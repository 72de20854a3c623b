//! Integration tests for the `launchpad-cli bert` command.

use assert_cmd::Command;
use predicates::prelude::*;
use tempfile::TempDir;

fn launchpad(temp_dir: &TempDir) -> Command {
    let mut cmd = Command::cargo_bin("launchpad-cli").unwrap();
    cmd.current_dir(temp_dir.path()).env("HOME", temp_dir.path());
    cmd
}

#[test]
fn test_bert_dry_run_prints_job() {
    let temp_dir = TempDir::new().unwrap();

    launchpad(&temp_dir)
        .args(["--dry_run", "bert", "--gpu_num_per_node", "2", "--batch_size_per_device", "8"])
        .args(["--data_dir", "wiki"])
        .assert()
        .success()
        .stdout(predicate::str::contains("\"name\": \"PretrainJob\""))
        .stdout(predicate::str::contains("\"total_batch_size\": 16"))
        .stdout(predicate::str::contains("polynomial_conf"));
}

#[test]
fn test_bert_synthetic_run_saves_snapshots() {
    let temp_dir = TempDir::new().unwrap();
    let data_dir = temp_dir.path().join("wiki");
    std::fs::create_dir_all(&data_dir).unwrap();
    let models = temp_dir.path().join("models");

    launchpad(&temp_dir)
        .args(["bert", "--iter_num", "4", "--skip_iter_num", "1", "--model_save_every_n_iter", "5"])
        .args(["--seq_length", "128", "--max_predictions_per_seq", "20", "--save_last_snapshot"])
        .arg("--data_dir")
        .arg(&data_dir)
        .arg("--model_save_dir")
        .arg(&models)
        .assert()
        .success()
        .stdout(predicate::str::contains("Running bert: num_gpu_per_node = 1, num_nodes = 1."))
        .stdout(predicate::str::contains("iter 3, total_loss:"))
        .stdout(predicate::str::contains("average speed:"))
        .stdout(predicate::str::contains("Pretraining complete"));

    assert!(models.join("snapshot_5").join("snapshot.json").is_file());
    assert!(models.join("last_snapshot").join("snapshot.json").is_file());
    assert!(models.join("snapshots.json").is_file());
}

#[test]
fn test_bert_requires_data_dir_flag() {
    let temp_dir = TempDir::new().unwrap();

    launchpad(&temp_dir)
        .args(["--dry_run", "bert", "--iter_num", "1"])
        .assert()
        .failure()
        .stderr(predicate::str::contains("--data_dir"));
}

#[test]
fn test_bert_missing_data_dir_fails() {
    let temp_dir = TempDir::new().unwrap();

    launchpad(&temp_dir)
        .args(["bert", "--data_dir", "does-not-exist", "--iter_num", "1", "--skip_iter_num", "0"])
        .assert()
        .failure()
        .stderr(predicate::str::contains("data directory does not exist"));
}

#[test]
fn test_bert_multi_node_requires_node_list() {
    let temp_dir = TempDir::new().unwrap();
    let data_dir = temp_dir.path().join("wiki");
    std::fs::create_dir_all(&data_dir).unwrap();

    launchpad(&temp_dir)
        .args(["bert", "--node_num", "2"])
        .arg("--data_dir")
        .arg(&data_dir)
        .assert()
        .failure()
        .stderr(predicate::str::contains("node address"));
}
//! Launchpad Core - concrete backends and configuration for the launchers.
//!
//! This crate provides:
//! - `CliConfig` discovery and merging (`~/.launchpad/config.toml`, `./.launchpadrc`)
//! - The deterministic `SyntheticBackend`
//! - Backend lookup by id
//!
//! # Example
//!
//! ```rust,no_run
//! use launchpad_core::backend_for;
//!
//! let backend = backend_for("synthetic", 42).unwrap();
//! assert_eq!(backend.id(), "synthetic");
//! ```

pub mod config;
pub mod error;
pub mod synthetic;

pub use config::{CliConfig, CliConfigError, CliConfigResult};
pub use error::{BackendError, Result};
pub use synthetic::{SYNTHETIC_BACKEND_ID, SyntheticBackend, SyntheticSnapshot};

use launchpad_training::ExecutionBackend;

/// Ids accepted by [`backend_for`].
pub const AVAILABLE_BACKENDS: &[&str] = &[SYNTHETIC_BACKEND_ID];

/// Build the execution backend registered under `id`.
pub fn backend_for(id: &str, seed: u64) -> Result<Box<dyn ExecutionBackend>> {
    match id {
        SYNTHETIC_BACKEND_ID => Ok(Box::new(SyntheticBackend::new(seed))),
        other => Err(BackendError::Unknown(other.to_string())),
    }
}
....
> WORK ITEM
Say how many lines above contain the string "models", writing only the number.

> TASK OUTPUT
5